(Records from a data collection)
Content starts

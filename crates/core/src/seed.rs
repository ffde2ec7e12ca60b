//! Static curriculum seed data.
//!
//! This is the initial document for a first run, the fallback when no saved
//! record exists, and the replacement document on reset. Generation is
//! deterministic: two calls yield deep-equal documents, so a reset can be
//! checked against a fresh seed. Ids are ordinal-derived (`task-w3-wed`,
//! `m2-1`) rather than random.
//!
//! Content mirrors the "Complete Data Analyst Bootcamp" curriculum:
//! 5 months, 20 weeks, 7 daily tasks per week, one project per week,
//! 5 milestones, 15 skill assessments, and 17 standalone course projects.

use chrono::NaiveDate;

use crate::model::{
    CourseProject, CourseProjectId, DailyTask, LearningDocument, Milestone, MilestoneItem,
    MilestoneItemId, MilestoneId, Month, MonthId, MonthSummary, Origin, ProjectTask, Reflection,
    SkillAssessment, SkillId, TaskId, Week, WeekId, WeekProject, WeeklyHoursEntry, SCHEMA_VERSION,
};

const DAYS: [&str; 7] = ["Mon", "Tue", "Wed", "Thu", "Fri", "Sat", "Sun"];

fn daily_tasks(week: u32, topics: [&str; 7]) -> Vec<DailyTask> {
    DAYS.iter()
        .zip(topics)
        .map(|(day, topic)| DailyTask {
            id: TaskId::new(format!("task-w{week}-{}", day.to_lowercase())),
            day: (*day).to_owned(),
            topic: topic.to_owned(),
            hours: 0.0,
            completed: false,
            notes: String::new(),
            origin: Origin::Seed,
        })
        .collect()
}

fn project_tasks(week: u32, descriptions: &[&str]) -> Vec<ProjectTask> {
    descriptions
        .iter()
        .enumerate()
        .map(|(index, description)| ProjectTask {
            id: TaskId::new(format!("project-task-w{week}-{}", index + 1)),
            description: (*description).to_owned(),
            completed: false,
            origin: Origin::Seed,
        })
        .collect()
}

#[allow(clippy::too_many_arguments)]
fn week(
    number: u32,
    title: &str,
    topics: [&str; 7],
    project_title: &str,
    tasks: &[&str],
    save_path: &str,
    is_capstone: bool,
) -> Week {
    Week {
        id: WeekId::new(format!("week-{number}")),
        week_number: number,
        title: title.to_owned(),
        start_date: String::new(),
        end_date: String::new(),
        daily_tasks: daily_tasks(number, topics),
        project: WeekProject {
            title: project_title.to_owned(),
            tasks: project_tasks(number, tasks),
            save_path: save_path.to_owned(),
        },
        reflection: Reflection::default(),
        is_capstone,
    }
}

fn month(number: u32, title: &str, focus_area: &str, weeks: Vec<Week>) -> Month {
    Month {
        id: MonthId::new(format!("month-{number}")),
        month_number: number,
        title: title.to_owned(),
        focus_area: focus_area.to_owned(),
        weeks,
        summary: MonthSummary::default(),
    }
}

fn milestone(number: u32, month: u32, title: &str, items: [&str; 4]) -> Milestone {
    Milestone {
        id: MilestoneId::new(format!("milestone-{number}")),
        month,
        title: title.to_owned(),
        items: items
            .iter()
            .enumerate()
            .map(|(index, text)| MilestoneItem {
                id: MilestoneItemId::new(format!("m{number}-{}", index + 1)),
                text: (*text).to_owned(),
                completed: false,
                origin: Origin::Seed,
            })
            .collect(),
        origin: Origin::Seed,
    }
}

fn skill(number: u32, name: &str, month: u32) -> SkillAssessment {
    SkillAssessment {
        id: SkillId::new(format!("skill-{number}")),
        skill: name.to_owned(),
        month,
        initial: 0.0,
        final_rating: 0.0,
    }
}
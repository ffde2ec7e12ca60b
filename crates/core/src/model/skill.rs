use serde::{Deserialize, Serialize};

use crate::model::ids::SkillId;

/// Self-assessed skill rating for one month's focus area.
///
/// `initial` / `final` are display-only; no derived metric reads them.
#[derive(Debug, Clone, PartialEq, Serialize, Deserialize)]
#[serde(rename_all = "camelCase")]
pub struct SkillAssessment {
    pub id: SkillId,
    pub skill: String,
    pub month: u32,
    pub initial: f64,
    #[serde(rename = "final")]
    pub final_rating: f64,
}
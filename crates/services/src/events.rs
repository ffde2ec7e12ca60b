use serde::Serialize;

/// Outcome notifications from the sync layer.
///
/// The view layer (out of scope here) subscribes to these to render its
/// transient toasts; none of them is fatal to the running session.
#[derive(Debug, Clone, PartialEq, Eq, Serialize)]
#[serde(tag = "kind", rename_all = "kebab-case")]
pub enum SyncEvent {
    /// A saved document was found and loaded for this user.
    Loaded,
    /// No saved document existed; the session starts from the seed.
    StartedFromSeed,
    /// Loading failed; the session starts from the seed instead.
    LoadFellBack { reason: String },
    /// The debounced save wrote the latest document.
    Saved,
    /// The debounced save failed; the in-memory document is unaffected and
    /// the next change will retry.
    SaveFailed { reason: String },
    /// Reset deleted the remote record.
    ResetComplete,
    /// Reset could not delete the remote record; the in-memory reset still
    /// applied.
    ResetFailed { reason: String },
}
//! Shared types for the exchange-rate exporter.

use serde::{Deserialize, Serialize};
use std::fmt;
use std::path::PathBuf;
use std::str::FromStr;
use thiserror::Error;

use crate::export::ExportTarget;
use crate::scraper::parsers::ParseFailure;

/// Banks with a configured export flow
#[derive(Debug, Clone, Copy, PartialEq, Eq, Hash, Serialize, Deserialize)]
pub enum BankCode {
    Bbl,
    Bot,
    Kbank,
    Uob,
    Exim,
}

impl BankCode {
    /// Run order used by the orchestrator
    pub const ALL: [BankCode; 5] = [
        BankCode::Kbank,
        BankCode::Exim,
        BankCode::Bot,
        BankCode::Bbl,
        BankCode::Uob,
    ];

    /// Label used as the file name prefix (bank capitalization preserved)
    pub fn label(&self) -> &'static str {
        match self {
            BankCode::Bbl => "BBL",
            BankCode::Bot => "BOT",
            BankCode::Kbank => "k-bank",
            BankCode::Uob => "uob",
            BankCode::Exim => "Exim",
        }
    }

    /// Directory under the export root
    pub fn dir_name(&self) -> &'static str {
        match self {
            BankCode::Bbl => "BBL",
            BankCode::Bot => "BOT",
            BankCode::Kbank => "K-BANK",
            BankCode::Uob => "UOB",
            BankCode::Exim => "Exim",
        }
    }

    pub fn display_name(&self) -> &'static str {
        match self {
            BankCode::Bbl => "Bangkok Bank",
            BankCode::Bot => "Bank of Thailand",
            BankCode::Kbank => "Kasikornbank",
            BankCode::Uob => "UOB Thailand",
            BankCode::Exim => "EXIM Thailand",
        }
    }
}

impl fmt::Display for BankCode {
    fn fmt(&self, f: &mut fmt::Formatter<'_>) -> fmt::Result {
        f.write_str(self.dir_name())
    }
}

impl FromStr for BankCode {
    type Err = String;

    fn from_str(s: &str) -> Result<Self, Self::Err> {
        match s.trim().to_ascii_lowercase().replace(['-', '_'], "").as_str() {
            "bbl" | "bangkokbank" => Ok(BankCode::Bbl),
            "bot" => Ok(BankCode::Bot),
            "kbank" | "kasikorn" => Ok(BankCode::Kbank),
            "uob" => Ok(BankCode::Uob),
            "exim" => Ok(BankCode::Exim),
            other => Err(format!("unknown bank: {}", other)),
        }
    }
}

/// Round-level failure taxonomy
#[derive(Debug, Error)]
pub enum ExportError {
    #[error("navigation failed: {0}")]
    Navigation(String),

    #[error(transparent)]
    Parse(#[from] ParseFailure),

    #[error("no rate data after {attempts} checks")]
    NoData { attempts: u32 },

    #[error("round selection failed: {0}")]
    Selection(String),

    #[error("render failed: {0}")]
    Render(String),

    #[error("browser error: {0}")]
    Browser(String),

    #[error("io error: {0}")]
    Io(#[from] std::io::Error),
}

impl ExportError {
    /// Navigation and browser-protocol failures are worth another try
    pub fn is_transient(&self) -> bool {
        matches!(self, ExportError::Navigation(_) | ExportError::Browser(_))
    }
}

/// Why a round was skipped without error
#[derive(Debug, Clone, PartialEq, Eq)]
pub enum SkipReason {
    /// Output file is already on disk
    AlreadyExists(PathBuf),
    /// Publication time is outside the business window
    OutsideWindow(String),
}

/// Result of processing a single round
#[derive(Debug)]
pub enum RoundOutcome {
    Exported(ExportTarget),
    Skipped(SkipReason),
    Exhausted { attempts: u32 },
    Failed(ExportError),
}

impl RoundOutcome {
    pub fn is_exported(&self) -> bool {
        matches!(self, RoundOutcome::Exported(_))
    }

    pub fn is_skipped(&self) -> bool {
        matches!(self, RoundOutcome::Skipped(_))
    }
}

impl fmt::Display for RoundOutcome {
    fn fmt(&self, f: &mut fmt::Formatter<'_>) -> fmt::Result {
        match self {
            RoundOutcome::Exported(target) => write!(f, "exported {}", target.file_name()),
            RoundOutcome::Skipped(SkipReason::AlreadyExists(path)) => {
                write!(f, "skipped, exists: {}", path.display())
            }
            RoundOutcome::Skipped(SkipReason::OutsideWindow(time)) => {
                write!(f, "skipped, {} outside business hours", time)
            }
            RoundOutcome::Exhausted { attempts } => write!(f, "no data after {} checks", attempts),
            RoundOutcome::Failed(e) => write!(f, "failed: {}", e),
        }
    }
}

/// Per-bank summary returned by every export flow
#[derive(Debug)]
pub struct BankReport {
    pub bank: BankCode,
    /// (round label, outcome) in processing order
    pub outcomes: Vec<(String, RoundOutcome)>,
}

impl BankReport {
    pub fn new(bank: BankCode) -> Self {
        Self {
            bank,
            outcomes: Vec::new(),
        }
    }

    pub fn push(&mut self, label: impl Into<String>, outcome: RoundOutcome) {
        self.outcomes.push((label.into(), outcome));
    }

    pub fn exported(&self) -> usize {
        self.outcomes.iter().filter(|(_, o)| o.is_exported()).count()
    }

    pub fn skipped(&self) -> usize {
        self.outcomes.iter().filter(|(_, o)| o.is_skipped()).count()
    }

    pub fn failed(&self) -> usize {
        self.outcomes.len() - self.exported() - self.skipped()
    }
}
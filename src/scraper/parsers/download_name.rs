//! Names of files produced by native downloads (BOT).

use chrono::NaiveDate;
use regex::Regex;
use std::sync::LazyLock;

static BOT_DOWNLOAD_RE: LazyLock<Regex> =
    LazyLock::new(|| Regex::new(r"^ER_PDF_(\d{2})(\d{2})(\d{4})\.pdf$").expect("download regex"));

/// Extensions BOT's export buttons produce besides the PDF
const SIDE_DOWNLOAD_EXTENSIONS: [&str; 5] = [".pdf", ".csv", ".xls", ".xlsx", ".zip"];

/// `ER_PDF_` plus eight digits, whether or not they form a valid date
pub fn is_bot_pdf_download(file_name: &str) -> bool {
    BOT_DOWNLOAD_RE.is_match(file_name)
}

/// Publication date from `ER_PDF_DDMMYYYY.pdf`
pub fn bot_download_date(file_name: &str) -> Option<NaiveDate> {
    let caps = BOT_DOWNLOAD_RE.captures(file_name)?;
    let day: u32 = caps[1].parse().ok()?;
    let month: u32 = caps[2].parse().ok()?;
    let year: i32 = caps[3].parse().ok()?;
    NaiveDate::from_ymd_opt(year, month, day)
}

/// `ER_PDF_05092025.pdf` -> `BOT 2025-09-05.pdf`
pub fn reformat_download_name(file_name: &str, label: &str) -> Option<String> {
    let date = bot_download_date(file_name)?;
    Some(format!("{} {}.pdf", label, date.format("%Y-%m-%d")))
}

/// Downloads to delete after a BOT export: stray PDFs and CSV/Excel/ZIP
/// files that are neither archived outputs nor documentation.
pub fn is_side_download(file_name: &str, label: &str) -> bool {
    let lower = file_name.to_ascii_lowercase();
    SIDE_DOWNLOAD_EXTENSIONS.iter().any(|ext| lower.ends_with(ext))
        && !file_name.starts_with(&format!("{} ", label))
        && !lower.contains("documentation")
}

#[cfg(test)]
mod tests {
    use super::*;

    #[test]
    fn test_reformat_download_name() {
        assert_eq!(
            reformat_download_name("ER_PDF_05092025.pdf", "BOT").as_deref(),
            Some("BOT 2025-09-05.pdf")
        );
        assert_eq!(reformat_download_name("ER_PDF_5092025.pdf", "BOT"), None);
        assert_eq!(reformat_download_name("ER_PDF_32132025.pdf", "BOT"), None);
        assert_eq!(reformat_download_name("ER_XLS_05092025.xlsx", "BOT"), None);
    }

    #[test]
    fn test_is_bot_pdf_download() {
        assert!(is_bot_pdf_download("ER_PDF_05092025.pdf"));
        assert!(is_bot_pdf_download("ER_PDF_32132025.pdf"));
        assert!(!is_bot_pdf_download("ER_CSV_05092025.csv"));
        assert!(!is_bot_pdf_download("BOT 2025-09-05.pdf"));
    }

    #[test]
    fn test_side_downloads() {
        assert!(is_side_download("ER_CSV_05092025.csv", "BOT"));
        assert!(is_side_download("report.PDF", "BOT"));
        assert!(is_side_download("ER_PDF_05092025.pdf", "BOT"));
        assert!(!is_side_download("BOT 2025-09-05.pdf", "BOT"));
        assert!(!is_side_download("documentation.pdf", "BOT"));
        assert!(!is_side_download("notes.txt", "BOT"));
    }
}
//! Bangkok Bank: time-of-day dropdown, extracted table rebuilt as a clean page.

use chrono::{Datelike, NaiveDate};
use std::time::Duration;
use tokio::time::sleep;
use tracing::{debug, info, warn};

use super::{already_exists, exhausted, navigate, render_if_absent, ExportContext};
use crate::export::render::escape_html;
use crate::export::{ExtractionController, Margins, PdfLayout, Readiness, RoundDriver};
use crate::scraper::parsers::thai_date::{thai_month_abbrev, to_buddhist_era};
use crate::scraper::parsers::{enumerate, BblFragment, RateTableParser, RoundOption};
use crate::scraper::{Probe, Session, BBL_URL};
use crate::types::{BankCode, BankReport, ExportError, RoundOutcome};

const TIME_DROPDOWN: Probe = Probe::new(
    "BBL time dropdown",
    &[
        ".select-time-exchange.dynamic-select select",
        "select[name*=\"time\"]",
        ".dynamic-select select",
        "select.form-control",
        "select",
    ],
);

const GO_BUTTON: &str = "#get-fxrates";
const RATE_TABLE: &str = "#section-1 table";
const DROPDOWN_TIMEOUT: Duration = Duration::from_secs(10);

/// Pulls the page's own stylesheet rules so the rebuilt table keeps its look
const COLLECT_STYLES: &str = r#"Array.from(document.styleSheets).map((sheet) => {
    try { return Array.from(sheet.cssRules).map((rule) => rule.cssText).join('\n'); }
    catch (e) { return ''; }
}).join('\n')"#;

const FONT_STACK: &str = "\"Loma\", \"Garuda\", \"Kinnari\", \"Norasi\", \"Sawasdee\", \"Waree\", \"Noto Sans Thai\", sans-serif";

const PDF_CSS: &str = r#"
* { box-sizing: border-box !important; -webkit-print-color-adjust: exact !important; }
body { margin: 0 !important; padding: 2px 5px !important; background: white !important; font-size: 14px !important; line-height: 1.2 !important; color: #333 !important; }
#section-2, [id*="section-2"], .section-2, [class*="section-2"] { display: none !important; }
.update-info { text-align: left !important; margin: 100px 0 15px 0 !important; font-size: 18px !important; font-weight: bold !important; }
.unit-info { text-align: left !important; margin: 20px 0 10px 0 !important; font-size: 15px !important; color: #666 !important; }
.note-section { margin: 15px 0 0 0 !important; font-size: 15px !important; color: #555 !important; line-height: 1.4 !important; }
.note-title { font-weight: bold !important; margin-bottom: 8px !important; }
.note-content { margin-bottom: 12px !important; font-size: 13px !important; line-height: 1.3 !important; }
table { page-break-inside: avoid !important; border-collapse: collapse !important; width: 100% !important; margin: 20px 0 0 0 !important; background: white !important; }
tr { page-break-inside: avoid !important; background: white !important; }
th, td { border: 1px solid #ddd !important; padding: 4px !important; text-align: center !important; background: white !important; font-size: 14px !important; font-weight: bold !important; vertical-align: middle !important; height: 30px !important; }
th { background: #f8f9fa !important; color: #495057 !important; border-bottom: 2px solid #dee2e6 !important; font-size: 15px !important; height: 35px !important; }
table td:nth-child(1), table th:nth-child(1) { width: 15% !important; text-align: left !important; padding-left: 10px !important; }
table td:nth-child(2), table th:nth-child(2) { width: 25% !important; text-align: left !important; padding-left: 10px !important; }
"#;

/// Select one time option and press GO
struct BblRound<'a> {
    option: &'a RoundOption,
}

impl RoundDriver for BblRound<'_> {
    async fn select<S: Session>(&self, session: &S) -> Result<(), ExportError> {
        let Some(selector) = TIME_DROPDOWN.select(session, &self.option.value).await? else {
            return Err(ExportError::Selection(format!(
                "time option {} not selectable",
                self.option.raw_label
            )));
        };
        debug!("Selected {} via {}", self.option.raw_label, selector);

        if !session.click(GO_BUTTON).await? {
            return Err(ExportError::Selection("GO button not found".into()));
        }
        Ok(())
    }

    async fn is_ready<S: Session>(&self, session: &S) -> Result<bool, ExportError> {
        let html = session.html().await?;
        // Header row plus at least one rate row
        Ok(RateTableParser::row_count(&html, RATE_TABLE) > 1)
    }
}

/// `อัพเดท ณ วันที่ 12 ก.ย. 2568 ครั้งที่ 09:00`
pub fn update_line(date: NaiveDate, round_label: &str) -> String {
    format!(
        "อัพเดท ณ วันที่ {} {} {} ครั้งที่ {}",
        date.day(),
        thai_month_abbrev(date.month()).unwrap_or_default(),
        to_buddhist_era(date.year()),
        round_label
    )
}

/// Standalone document holding only the rate table, unit line and notes
pub fn fragment_document(fragment: &BblFragment, update_text: &str, page_styles: &str) -> String {
    let unit = fragment
        .unit_text
        .as_deref()
        .map(|u| format!("<div class=\"unit-info\">{}</div>", escape_html(u)))
        .unwrap_or_default();

    let notes = if fragment.notes.is_empty() {
        String::new()
    } else {
        let items: String = fragment
            .notes
            .iter()
            .map(|n| format!("<div class=\"note-content\">{}</div>", escape_html(n)))
            .collect();
        format!(
            "<div class=\"note-section\"><div class=\"note-title\">หมายเหตุ</div>{}</div>",
            items
        )
    };

    format!(
        "<!DOCTYPE html><html><head><meta charset=\"UTF-8\"><title>BBL Exchange Rates</title>\
         <style>{page_styles}\n{PDF_CSS}\nbody, div {{ font-family: {FONT_STACK} !important; }}</style></head>\
         <body><div class=\"update-info\">{update}</div>{table}{unit}{notes}</body></html>",
        update = escape_html(update_text),
        table = fragment.table_html,
    )
}

fn layout(round_label: &str) -> PdfLayout {
    let header = "<div style=\"font-size: 10px; width: 100%; text-align: center; padding: 3px 0;\">\
        <div style=\"font-size: 18px; color: #003366; font-weight: bold;\">ธนาคารกรุงเทพ จำกัด (มหาชน)</div>\
        <div style=\"font-size: 16px; color: #003366; font-weight: bold; margin-top: 25px;\">อัตราแลกเปลี่ยนเงินตราต่างประเทศ</div>\
        </div>";
    let footer = format!(
        "<div style=\"font-size: 9px; width: 100%; text-align: center; color: #666;\">\
         <span>อัตราแลกเปลี่ยนเงินตราต่างประเทศ - ธนาคารกรุงเทพ | {} | หน้า <span class=\"pageNumber\"></span> จาก <span class=\"totalPages\"></span></span></div>",
        escape_html(round_label)
    );

    PdfLayout::a4()
        .margins(Margins::new(65.0, 10.0, 25.0, 10.0))
        .header(header)
        .footer(footer)
}

async fn export_round<S: Session>(
    session: &S,
    ctx: &ExportContext,
    controller: &ExtractionController,
    option: &RoundOption,
    index: u32,
) -> Result<RoundOutcome, ExportError> {
    let run = controller.run(session, &BblRound { option }, &option.raw_label).await;
    debug!("{}: {}", option.raw_label, run.describe());
    if let Readiness::Exhausted { checks, last_error } = run.readiness {
        return Ok(exhausted(&option.raw_label, checks, last_error));
    }

    let html = session.html().await?;
    let Some(fragment) = RateTableParser::extract_bbl_fragment(&html) else {
        return Err(ExportError::Render(format!(
            "rate table missing for {}",
            option.raw_label
        )));
    };
    let styles = session.evaluate(COLLECT_STYLES).await?;
    let document = fragment_document(
        &fragment,
        &update_line(ctx.today(), &option.raw_label),
        styles.as_str().unwrap_or_default(),
    );
    session.set_content(&document).await?;

    let target = ctx.resolver.resolve(BankCode::Bbl, ctx.today(), index);
    render_if_absent(session, ctx, target, &layout(&option.raw_label)).await
}

/// Export every in-window time option; file `#n` is the option's position
pub async fn export<S: Session>(session: &S, ctx: &ExportContext) -> Result<BankReport, ExportError> {
    let mut report = BankReport::new(BankCode::Bbl);

    navigate(session, ctx, BBL_URL).await?;
    if !session.wait_for(TIME_DROPDOWN.selectors[0], DROPDOWN_TIMEOUT).await? {
        warn!("Primary time dropdown not found, trying alternatives");
    }

    let options = TIME_DROPDOWN.options(session).await?;
    if options.is_empty() {
        warn!("BBL time dropdown not found - nothing to export");
        return Ok(report);
    }
    let rounds = enumerate(&options, ctx.window());
    info!(
        "Found {} time options in {} (of {} listed)",
        rounds.len(),
        ctx.window().describe(),
        options.len()
    );
    if rounds.is_empty() {
        warn!("No valid BBL time options in business hours");
        return Ok(report);
    }
    if !session.exists(GO_BUTTON).await? {
        warn!("BBL GO button not found - nothing to export");
        return Ok(report);
    }

    let controller = ctx.controller();
    let mut page_dirty = false;

    for (position, option) in rounds.iter().enumerate() {
        let index = position as u32 + 1;
        let target = ctx.resolver.resolve(BankCode::Bbl, ctx.today(), index);
        if ctx.resolver.exists(&target) {
            report.push(&option.raw_label, already_exists(&target));
            continue;
        }

        if page_dirty {
            debug!("Reloading page for next time option");
            navigate(session, ctx, BBL_URL).await?;
            sleep(ctx.timing().inter_round_wait()).await;
        }

        info!("Processing time option {}/{}: {}", index, rounds.len(), option.raw_label);
        let outcome = export_round(session, ctx, &controller, option, index)
            .await
            .unwrap_or_else(|e| {
                warn!("Error processing {}: {}", option.raw_label, e);
                RoundOutcome::Failed(e)
            });
        report.push(&option.raw_label, outcome);
        page_dirty = true;
    }

    Ok(report)
}
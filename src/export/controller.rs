//! Extraction-retry controller.
//!
//! Drives one round through
//! `Selecting -> Loading -> Checking -> {Ready, Refreshing} -> Ready | Exhausted`.
//! Content checks are bounded per whole-round attempt, and whole-round
//! attempts (which also cover selection failures) are bounded separately.

use std::fmt;
use std::time::Duration;
use tokio::time::sleep;
use tracing::{debug, info, warn};

use crate::config::{RetrySettings, TimingConfig};
use crate::scraper::Session;
use crate::types::ExportError;

#[derive(Debug, Clone, Copy, PartialEq, Eq)]
pub enum Phase {
    Selecting,
    Loading,
    Checking,
    Refreshing,
    Ready,
    Exhausted,
}

impl fmt::Display for Phase {
    fn fmt(&self, f: &mut fmt::Formatter<'_>) -> fmt::Result {
        let name = match self {
            Phase::Selecting => "selecting",
            Phase::Loading => "loading",
            Phase::Checking => "checking",
            Phase::Refreshing => "refreshing",
            Phase::Ready => "ready",
            Phase::Exhausted => "exhausted",
        };
        f.write_str(name)
    }
}

/// Content-check bookkeeping for one whole-round attempt
#[derive(Debug, Clone, PartialEq, Eq)]
pub struct AttemptState {
    pub attempt_number: u32,
    pub max_attempts: u32,
    pub content_ready: bool,
}

impl AttemptState {
    pub fn new(max_attempts: u32) -> Self {
        Self {
            attempt_number: 0,
            max_attempts: max_attempts.max(1),
            content_ready: false,
        }
    }

    pub fn has_remaining(&self) -> bool {
        self.attempt_number < self.max_attempts
    }
}

/// Bank-specific hooks for one round
#[allow(async_fn_in_trait)]
pub trait RoundDriver {
    /// Apply the round selection (dropdown + change event, search click, ...)
    async fn select<S: Session>(&self, session: &S) -> Result<(), ExportError>;

    /// Whether real data is on the page
    async fn is_ready<S: Session>(&self, session: &S) -> Result<bool, ExportError>;

    /// Return to a clean page before re-selecting
    async fn refresh<S: Session>(&self, session: &S) -> Result<(), ExportError> {
        session.reload().await
    }
}

#[derive(Debug, Clone, PartialEq, Eq)]
pub enum Readiness {
    Ready { checks: u32, round_attempts: u32 },
    Exhausted { checks: u32, last_error: Option<String> },
}

/// Outcome plus the phases visited, in order
#[derive(Debug, Clone)]
pub struct ControllerRun {
    pub readiness: Readiness,
    pub trace: Vec<Phase>,
}

impl ControllerRun {
    /// `ready after 2 checks (attempt 1): selecting > loading > ...`
    pub fn describe(&self) -> String {
        let outcome = match &self.readiness {
            Readiness::Ready {
                checks,
                round_attempts,
            } => format!("ready after {} checks (attempt {})", checks, round_attempts),
            Readiness::Exhausted { checks, .. } => format!("exhausted after {} checks", checks),
        };
        let phases: Vec<String> = self.trace.iter().map(Phase::to_string).collect();
        format!("{}: {}", outcome, phases.join(" > "))
    }
}

#[derive(Debug, Clone)]
pub struct ExtractionController {
    pub max_round_attempts: u32,
    pub max_data_checks: u32,
    pub post_selection_wait: Duration,
    pub refresh_wait: Duration,
}

impl ExtractionController {
    pub fn new(retry: &RetrySettings, timing: &TimingConfig) -> Self {
        Self {
            max_round_attempts: retry.max_round_attempts.max(1),
            max_data_checks: retry.max_data_checks.max(1),
            post_selection_wait: timing.post_selection_wait(),
            refresh_wait: timing.refresh_wait(),
        }
    }

    async fn refresh_and_reselect<S: Session, D: RoundDriver>(
        &self,
        session: &S,
        driver: &D,
    ) -> Result<(), ExportError> {
        driver.refresh(session).await?;
        driver.select(session).await
    }

    /// Run one round until its content is ready or attempts run out
    pub async fn run<S: Session, D: RoundDriver>(
        &self,
        session: &S,
        driver: &D,
        label: &str,
    ) -> ControllerRun {
        let mut trace = Vec::new();
        let mut checks = 0;
        let mut last_error: Option<String> = None;

        for round_attempt in 1..=self.max_round_attempts {
            if round_attempt > 1 {
                trace.push(Phase::Refreshing);
                if let Err(e) = driver.refresh(session).await {
                    warn!("{}: refresh before attempt {} failed: {}", label, round_attempt, e);
                    last_error = Some(e.to_string());
                }
                sleep(self.refresh_wait).await;
            }

            trace.push(Phase::Selecting);
            if let Err(e) = driver.select(session).await {
                warn!(
                    "{}: selection failed (attempt {}/{}): {}",
                    label, round_attempt, self.max_round_attempts, e
                );
                last_error = Some(e.to_string());
                continue;
            }

            trace.push(Phase::Loading);
            sleep(self.post_selection_wait).await;

            let mut state = AttemptState::new(self.max_data_checks);
            loop {
                trace.push(Phase::Checking);
                state.attempt_number += 1;
                checks += 1;

                state.content_ready = match driver.is_ready(session).await {
                    Ok(ready) => ready,
                    Err(e) => {
                        warn!("{}: content check failed: {}", label, e);
                        last_error = Some(e.to_string());
                        false
                    }
                };

                if state.content_ready {
                    trace.push(Phase::Ready);
                    if checks > 1 {
                        info!("{}: content ready after {} checks", label, checks);
                    }
                    return ControllerRun {
                        readiness: Readiness::Ready {
                            checks,
                            round_attempts: round_attempt,
                        },
                        trace,
                    };
                }

                if !state.has_remaining() {
                    debug!(
                        "{}: no data after {}/{} checks",
                        label, state.attempt_number, state.max_attempts
                    );
                    break;
                }

                trace.push(Phase::Refreshing);
                debug!(
                    "{}: no data yet (check {}/{}), refreshing",
                    label, state.attempt_number, state.max_attempts
                );
                if let Err(e) = self.refresh_and_reselect(session, driver).await {
                    warn!("{}: refresh/re-select failed: {}", label, e);
                    last_error = Some(e.to_string());
                    break;
                }
                sleep(self.refresh_wait).await;
            }
        }

        warn!("{}: exhausted after {} checks", label, checks);
        trace.push(Phase::Exhausted);
        ControllerRun {
            readiness: Readiness::Exhausted { checks, last_error },
            trace,
        }
    }
}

Content ends

Task goal: Each line in the data that holds the string "trace" must be returned.

Solved problem:
    pub trace: Vec<Phase>,
        let phases: Vec<String> = self.trace.iter().map(Phase::to_string).collect();
        let mut trace = Vec::new();
                trace.push(Phase::Refreshing);
            trace.push(Phase::Selecting);
            trace.push(Phase::Loading);
                trace.push(Phase::Checking);
                    trace.push(Phase::Ready);
                        trace,
                trace.push(Phase::Refreshing);
        trace.push(Phase::Exhausted);
            trace,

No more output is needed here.